Feasibility of use of the system and motivation were evaluated by patients using semi-structured interviews and different usability questionnaires with Likert scales during the clinical trials which had a duration of 3 weeks of intervention. Used validated scales were: System Usability Scale (SUS) (35), Adapted Intrinsic Motivation Inventory (IMI adapted) (36), Quebec User Evaluation of Satisfaction with assistive Technology (QUEST) (37), and AA Usability Assessment Questionnaire (18).
SUS scale is used to evaluate the usability of the system. Scores are ranging to 0–100%, where a high score means better usability with a threshold of 68%. The IMI is a multidimensional questionnaire which measures interest/enjoyment, perceived competence, pressure/tension, value/usefulness, felt pressure and tension, and perceived choice that patients experience during the performance of an intervention with the device. This scale consists of 20 item questionnaire with options from 1 ‘strongly agree’ to 7 ‘strongly disagree’. The purpose of QUEST is to evaluate the patient’s satisfaction with the device and with the services they experienced. It consists of 12 questions: 8 related to the device and 4 related to services, which must be rated in a Likert from 1 ‘Not satisfied at all’ to 5 ‘Very satisfied’, AA Usability Assessment Questionnaire consists of 17 items survey. It was specifically designed for the AA device which is used in MERLIN system. The questions are rated by patients and therapists from 1 ‘strongly agree’ to 7 ‘strongly disagree’ to evaluate the satisfaction with the system and the therapy. It also includes 3 open-ended questions about the participant’s subjective opinion such as the aspects that she like most, the identified negative aspects, and any proposals for improve the system.

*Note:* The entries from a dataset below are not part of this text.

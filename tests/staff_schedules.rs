mod common;

use anyhow::Result;
use axum::http::StatusCode;
use serde_json::json;

use common::*;

async fn entry_for(
    t: &TestApp,
    token: &str,
    store: uuid::Uuid,
    date: &str,
) -> Result<String> {
    let (status, entry) = request(
        &t.app,
        "GET",
        &format!("/planner/{}/{}", store, date),
        Some(token),
        None,
    )
    .await?;
    assert_eq!(status, StatusCode::OK);
    Ok(entry["id"].as_str().expect("entry id").to_string())
}

#[tokio::test]
async fn schedule_rows_default_to_open_slots() -> Result<()> {
    let t = spawn_app().await?;
    let store = seed_store(&t.pool, "100", "Downtown").await?;
    seed_user(&t.pool, "associate1", "store_associate", Some(store)).await?;

    let token = login(&t.app, "associate1").await?;
    let entry_id = entry_for(&t, &token, store, "2024-03-01").await?;

    let (status, row) = request(
        &t.app,
        "POST",
        "/staff-schedules",
        Some(&token),
        Some(json!({ "planner_entry_id": entry_id, "staff_name": "Jordan R." })),
    )
    .await?;
    assert_eq!(status, StatusCode::CREATED);
    assert_eq!(row["staff_name"], json!("Jordan R."));
    assert_eq!(row["slot_8_to_9"], json!("Open"));
    assert_eq!(row["slot_4_to_8"], json!("Open"));

    // The planner read returns the row alongside the entry.
    let (_, reread) = request(
        &t.app,
        "GET",
        &format!("/planner/{}/2024-03-01", store),
        Some(&token),
        None,
    )
    .await?;
    assert_eq!(reread["staff_schedules"].as_array().expect("rows").len(), 1);

    Ok(())
}

#[tokio::test]
async fn schedule_update_and_delete() -> Result<()> {
    let t = spawn_app().await?;
    let store = seed_store(&t.pool, "100", "Downtown").await?;
    seed_user(&t.pool, "associate1", "store_associate", Some(store)).await?;

    let token = login(&t.app, "associate1").await?;
    let entry_id = entry_for(&t, &token, store, "2024-03-01").await?;

    let (_, row) = request(
        &t.app,
        "POST",
        "/staff-schedules",
        Some(&token),
        Some(json!({ "planner_entry_id": entry_id, "staff_name": "Jordan R." })),
    )
    .await?;
    let row_id = row["id"].as_str().expect("row id").to_string();

    let (status, updated) = request(
        &t.app,
        "PUT",
        &format!("/staff-schedules/{}", row_id),
        Some(&token),
        Some(json!({ "slot_9_to_12": "Scheduled", "slot_12_to_4": "Break" })),
    )
    .await?;
    assert_eq!(status, StatusCode::OK);
    assert_eq!(updated["slot_9_to_12"], json!("Scheduled"));
    assert_eq!(updated["slot_12_to_4"], json!("Break"));
    assert_eq!(updated["slot_8_to_9"], json!("Open"));

    let (status, _) = request(
        &t.app,
        "DELETE",
        &format!("/staff-schedules/{}", row_id),
        Some(&token),
        None,
    )
    .await?;
    assert_eq!(status, StatusCode::NO_CONTENT);

    let (status, _) = request(
        &t.app,
        "DELETE",
        &format!("/staff-schedules/{}", row_id),
        Some(&token),
        None,
    )
    .await?;
    assert_eq!(status, StatusCode::NOT_FOUND);

    Ok(())
}

#[tokio::test]
async fn schedules_are_scoped_through_the_owning_entry() -> Result<()> {
    let t = spawn_app().await?;
    let a = seed_store(&t.pool, "100", "Downtown").await?;
    let b = seed_store(&t.pool, "200", "Uptown").await?;
    seed_user(&t.pool, "associate1", "store_associate", Some(a)).await?;
    seed_user(&t.pool, "associate2", "store_associate", Some(b)).await?;

    let token1 = login(&t.app, "associate1").await?;
    let entry_id = entry_for(&t, &token1, a, "2024-03-01").await?;
    let (_, row) = request(
        &t.app,
        "POST",
        "/staff-schedules",
        Some(&token1),
        Some(json!({ "planner_entry_id": entry_id, "staff_name": "Jordan R." })),
    )
    .await?;
    let row_id = row["id"].as_str().expect("row id").to_string();

    // Another store's associate sees neither the entry nor its rows.
    let token2 = login(&t.app, "associate2").await?;
    let (status, _) = request(
        &t.app,
        "POST",
        "/staff-schedules",
        Some(&token2),
        Some(json!({ "planner_entry_id": entry_id, "staff_name": "Sam" })),
    )
    .await?;
    assert_eq!(status, StatusCode::NOT_FOUND);

    let (status, _) = request(
        &t.app,
        "PUT",
        &format!("/staff-schedules/{}", row_id),
        Some(&token2),
        Some(json!({ "staff_name": "Sam" })),
    )
    .await?;
    assert_eq!(status, StatusCode::NOT_FOUND);

    Ok(())
}

#[tokio::test]
async fn management_roles_cannot_touch_schedules() -> Result<()> {
    let t = spawn_app().await?;
    let store = seed_store(&t.pool, "100", "Downtown").await?;
    seed_user(&t.pool, "associate1", "store_associate", Some(store)).await?;
    let dm = seed_user(&t.pool, "manager1", "district_manager", None).await?;
    assign_stores(&t.pool, dm, &[store]).await?;

    let token = login(&t.app, "associate1").await?;
    let entry_id = entry_for(&t, &token, store, "2024-03-01").await?;

    let dm_token = login(&t.app, "manager1").await?;
    let (status, _) = request(
        &t.app,
        "POST",
        "/staff-schedules",
        Some(&dm_token),
        Some(json!({ "planner_entry_id": entry_id, "staff_name": "Sam" })),
    )
    .await?;
    assert_eq!(status, StatusCode::FORBIDDEN);

    Ok(())
}
use argon2::password_hash::{PasswordHash, PasswordHasher, PasswordVerifier, SaltString};
use argon2::Argon2;
use chrono::{DateTime, Utc};
use rand_core::OsRng;

use crate::errors::AppError;

const MIN_PASSWORD_LENGTH: usize = 8;

pub fn hash_password(password: &str) -> Result<String, AppError> {
    if password.len() < MIN_PASSWORD_LENGTH {
        return Err(AppError::bad_request(format!(
            "password must be at least {} characters",
            MIN_PASSWORD_LENGTH
        )));
    }

    let salt = SaltString::generate(&mut OsRng);
    Argon2::default()
        .hash_password(password.as_bytes(), &salt)
        .map(|hash| hash.to_string())
        .map_err(|err| AppError::internal(format!("failed to hash password: {err}")))
}

pub fn verify_password(password: &str, password_hash: &str) -> Result<bool, AppError> {
    let parsed_hash = PasswordHash::new(password_hash)
        .map_err(|err| AppError::internal(format!("invalid password hash: {err}")))?;

    Ok(Argon2::default()
        .verify_password(password.as_bytes(), &parsed_hash)
        .is_ok())
}

pub fn utc_now() -> DateTime<Utc> {
    Utc::now()
}

pub fn parse_uuid(value: &str) -> Result<uuid::Uuid, AppError> {
    uuid::Uuid::parse_str(value).map_err(|err| AppError::internal(format!("invalid uuid: {err}")))
}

In addition two short questions were added to ask to participants about their willingness-to-pay for the MERLIN system as therapy.
Secondary outcome measurements. Clinical information.

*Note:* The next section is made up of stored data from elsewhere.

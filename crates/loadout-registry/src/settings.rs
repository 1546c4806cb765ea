//! Enabled-plugin settings
//!
//! `~/.claude/settings.json` carries an `enabledPlugins` map from plugin
//! key to bool. A plugin absent from the map is treated as enabled.

use std::collections::BTreeMap;

use serde_json::{json, Value};

use crate::error::{RegistryError, RegistryResult};
use crate::fsio;
use crate::key::PluginKey;
use crate::paths::Paths;

/// Read the `enabledPlugins` map, empty if the file or key is missing
///
/// # Errors
/// Returns an error if the settings file exists but cannot be parsed.
pub fn enabled_plugins(paths: &Paths) -> RegistryResult<BTreeMap<String, bool>> {
    let Some(settings) = fsio::read_json::<Value>(&paths.settings_file())? else {
        return Ok(BTreeMap::new());
    };

    let Some(map) = settings.get("enabledPlugins").and_then(Value::as_object) else {
        return Ok(BTreeMap::new());
    };

    Ok(map
        .iter()
        .filter_map(|(key, value)| value.as_bool().map(|enabled| (key.clone(), enabled)))
        .collect())
}

/// Whether a plugin is enabled (default true when unlisted)
///
/// # Errors
/// Returns an error if the settings file exists but cannot be parsed.
pub fn is_plugin_enabled(paths: &Paths, key: &PluginKey) -> RegistryResult<bool> {
    Ok(enabled_plugins(paths)?
        .get(&key.to_string())
        .copied()
        .unwrap_or(true))
}

/// Flip one plugin's enabled state, creating the file as needed
///
/// # Errors
/// Returns an error if the settings file cannot be read, parsed, or written.
pub fn set_plugin_enabled(paths: &Paths, key: &PluginKey, enabled: bool) -> RegistryResult<()> {
    let file = paths.settings_file();
    let mut settings: Value = fsio::read_json(&file)?.unwrap_or_else(|| json!({}));

    let root = settings.as_object_mut().ok_or_else(|| RegistryError::Malformed {
        path: file.clone(),
        message: "Expected JSON object".into(),
    })?;

    root.entry("enabledPlugins").or_insert_with(|| json!({}));
    root.get_mut("enabledPlugins")
        .and_then(Value::as_object_mut)
        .ok_or_else(|| RegistryError::Malformed {
            path: file.clone(),
            message: "enabledPlugins is not an object".into(),
        })?
        .insert(key.to_string(), Value::Bool(enabled));

    fsio::write_json(&file, &settings)
}

#[cfg(test)]
mod tests {
    use super::*;
    use tempfile::TempDir;

    fn paths(dir: &TempDir) -> Paths {
        Paths::resolve(Some(dir.path().to_path_buf())).unwrap()
    }

    #[test]
    fn test_missing_file_defaults_enabled() {
        let dir = TempDir::new().unwrap();
        let paths = paths(&dir);
        assert!(enabled_plugins(&paths).unwrap().is_empty());
        assert!(is_plugin_enabled(&paths, &PluginKey::new("a", "m")).unwrap());
    }

    #[test]
    fn test_set_and_read_back() {
        let dir = TempDir::new().unwrap();
        let paths = paths(&dir);
        let key = PluginKey::new("fmt-tools", "acme");

        set_plugin_enabled(&paths, &key, false).unwrap();
        assert!(!is_plugin_enabled(&paths, &key).unwrap());

        set_plugin_enabled(&paths, &key, true).unwrap();
        assert!(is_plugin_enabled(&paths, &key).unwrap());
    }

    #[test]
    fn test_preserves_other_settings() {
        let dir = TempDir::new().unwrap();
        let paths = paths(&dir);
        std::fs::create_dir_all(paths.settings_file().parent().unwrap()).unwrap();
        std::fs::write(paths.settings_file(), r#"{"model": "opus"}"#).unwrap();

        set_plugin_enabled(&paths, &PluginKey::new("a", "m"), false).unwrap();

        let raw: Value =
            serde_json::from_str(&std::fs::read_to_string(paths.settings_file()).unwrap()).unwrap();
        assert_eq!(raw["model"], "opus");
        assert_eq!(raw["enabledPlugins"]["a@m"], false);
    }
}
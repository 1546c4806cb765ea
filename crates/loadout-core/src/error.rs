//! Error types for profile and apply operations

use std::path::PathBuf;
use thiserror::Error;

/// Result type for core operations
pub type CoreResult<T> = Result<T, CoreError>;

/// Errors that can occur in the profile engine
#[derive(Debug, Error)]
pub enum CoreError {
    /// Registry layer failure
    #[error(transparent)]
    Registry(#[from] loadout_registry::RegistryError),

    /// Profile not found
    #[error("Profile '{0}' not found")]
    ProfileNotFound(String),

    /// Profile already exists
    #[error("Profile '{0}' already exists")]
    ProfileExists(String),

    /// Invalid profile name
    #[error("Invalid profile name '{name}': {reason}")]
    InvalidName { name: String, reason: String },

    /// File I/O error
    #[error("I/O error for {path}: {message}")]
    Io { path: PathBuf, message: String },

    /// JSON parse error
    #[error("JSON parse error in {path}: {message}")]
    JsonParse { path: PathBuf, message: String },

    /// No resolver produced a value for a secret
    #[error("Secret '{name}' could not be resolved (tried: {tried})")]
    SecretUnresolved { name: String, tried: String },

    /// Spawning the external command failed
    #[error("Failed to run {program}: {message}")]
    Spawn { program: String, message: String },
}

impl CoreError {
    pub(crate) fn io(path: &std::path::Path, err: &std::io::Error) -> Self {
        Self::Io {
            path: path.to_path_buf(),
            message: err.to_string(),
        }
    }

    pub(crate) fn json(path: &std::path::Path, err: &serde_json::Error) -> Self {
        Self::JsonParse {
            path: path.to_path_buf(),
            message: err.to_string(),
        }
    }
}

With the aim of quantifying general arm function and any effect of the system on it, clinical standardized scales were used, before patients start with the therapy using MERLIN and after finishing the clinical trial. Upper Limb Fugl Meyer Scale (Fugl-Meyer) (38) and Modified Ashworth Scale (MAS) (39) were used to evaluate the clinical condition of the patients before their enrolment in the study to confirm their participation according to the inclusion criteria. Same scales were repeated at the end of the therapy using MERLIN to confirm the system safety and did not cause negative effects on the patient such as arm function reduction. Fugl-Meyer and MAS could be used also to measure the effectiveness of the system although small improvements were expected due to the short duration of the intervention achieve clinical evidence.

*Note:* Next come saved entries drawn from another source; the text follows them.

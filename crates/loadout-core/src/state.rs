//! Observed state and active-profile tracking

use std::collections::BTreeSet;
use std::fs;

use chrono::{DateTime, Utc};
use serde::{Deserialize, Serialize};

use loadout_registry::{ClientConfig, MarketplaceRegistry, Paths, PluginKey, PluginRegistry};

use crate::error::{CoreError, CoreResult};

/// What is currently installed and configured, as sets keyed the way the
/// diff compares them
#[derive(Debug, Clone, Default)]
pub struct CurrentState {
    /// Installed plugin keys
    pub plugins: BTreeSet<PluginKey>,
    /// Configured MCP server names
    pub mcp_servers: BTreeSet<String>,
    /// Known marketplace names
    pub marketplaces: BTreeSet<String>,
}

impl CurrentState {
    /// Observe the three registries; absent files yield empty sets
    ///
    /// # Errors
    /// Returns an error if a registry file exists but cannot be parsed.
    pub fn observe(paths: &Paths) -> CoreResult<Self> {
        let plugins = PluginRegistry::load(paths)?.keys().cloned().collect();
        let mcp_servers = ClientConfig::load(paths)?.server_names().into_iter().collect();
        let marketplaces = MarketplaceRegistry::load(paths)?.names().cloned().collect();

        Ok(Self { plugins, mcp_servers, marketplaces })
    }
}

/// Which profile was last applied
#[derive(Debug, Clone, Default, Serialize, Deserialize)]
pub struct ActiveState {
    /// Active profile name
    pub profile: Option<String>,
    /// When the profile was last applied
    pub applied_at: Option<DateTime<Utc>>,
    /// Last time this state was written
    pub updated_at: Option<DateTime<Utc>>,
}

impl ActiveState {
    /// Load the state file, default when missing
    ///
    /// # Errors
    /// Returns an error if the file exists but cannot be read or parsed.
    pub fn load(paths: &Paths) -> CoreResult<Self> {
        let path = paths.state_file();
        if !path.exists() {
            return Ok(Self::default());
        }
        let content = fs::read_to_string(&path).map_err(|e| CoreError::io(&path, &e))?;
        serde_json::from_str(&content).map_err(|e| CoreError::json(&path, &e))
    }

    /// Record a profile as applied now and save
    ///
    /// # Errors
    /// Returns an error if the state file cannot be written.
    pub fn record_applied(paths: &Paths, profile: &str) -> CoreResult<()> {
        let now = Utc::now();
        let state = Self {
            profile: Some(profile.to_string()),
            applied_at: Some(now),
            updated_at: Some(now),
        };
        state.save(paths)
    }

    /// Save the state file
    ///
    /// # Errors
    /// Returns an error if the file cannot be written.
    pub fn save(&self, paths: &Paths) -> CoreResult<()> {
        let path = paths.state_file();
        if let Some(parent) = path.parent() {
            fs::create_dir_all(parent).map_err(|e| CoreError::io(parent, &e))?;
        }
        let content = serde_json::to_string_pretty(self).map_err(|e| CoreError::json(&path, &e))?;
        fs::write(&path, content).map_err(|e| CoreError::io(&path, &e))
    }
}
//! Plugin listing and enable/disable commands

use loadout_registry::{settings, Paths, PluginKey, PluginRegistry};

/// List installed plugins with version and enabled state
pub fn list(paths: &Paths, json: bool) -> anyhow::Result<()> {
    let registry = PluginRegistry::load(paths)?;

    if json {
        println!("{}", serde_json::to_string_pretty(&registry)?);
        return Ok(());
    }

    if registry.is_empty() {
        println!("No plugins installed.");
        return Ok(());
    }

    let enabled = settings::enabled_plugins(paths)?;

    println!("Installed plugins:");
    for (key, entry) in &registry.plugins {
        let state = if enabled.get(&key.to_string()).copied().unwrap_or(true) {
            "enabled"
        } else {
            "disabled"
        };
        let local = if entry.is_local { ", local" } else { "" };
        println!("  {} v{} ({state}{local})", key, entry.version);
    }
    Ok(())
}

/// Flip a plugin's enabled state in settings.json
pub fn set_enabled(paths: &Paths, plugin: &str, enabled: bool) -> anyhow::Result<()> {
    let key: PluginKey = plugin.parse()?;

    let registry = PluginRegistry::load(paths)?;
    if !registry.contains(&key) {
        anyhow::bail!("plugin '{key}' is not installed");
    }

    settings::set_plugin_enabled(paths, &key, enabled)?;
    println!("{} {}", if enabled { "Enabled" } else { "Disabled" }, key);
    Ok(())
}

The Fugl-Meyer is an index to assess the sensorimotor impairment in individuals. MAS measures muscle tone during passive soft tissue stretching by rotating a joint and estimating the resistance, and it is used as a simple measure of spasticity.
Statistical analysis
Statistical outcomes were analysed using IBM SPSS Statistics© (40) software for Windows© Operating System. Descriptive summary statistics (mean with standard deviation, SD) was used to process the quantitative data provided by the Likert scales items in SUS, QUEST and IMI Adapted. The qualitative data obtained in the open-ended questions were analysed using thematic analysis.
To the Clinical assessment, a one-tailed, paired t-test, with a significance level of p < .05, was used to compare pre- and post-intervention Fugl Meyer and MAS outcome measures.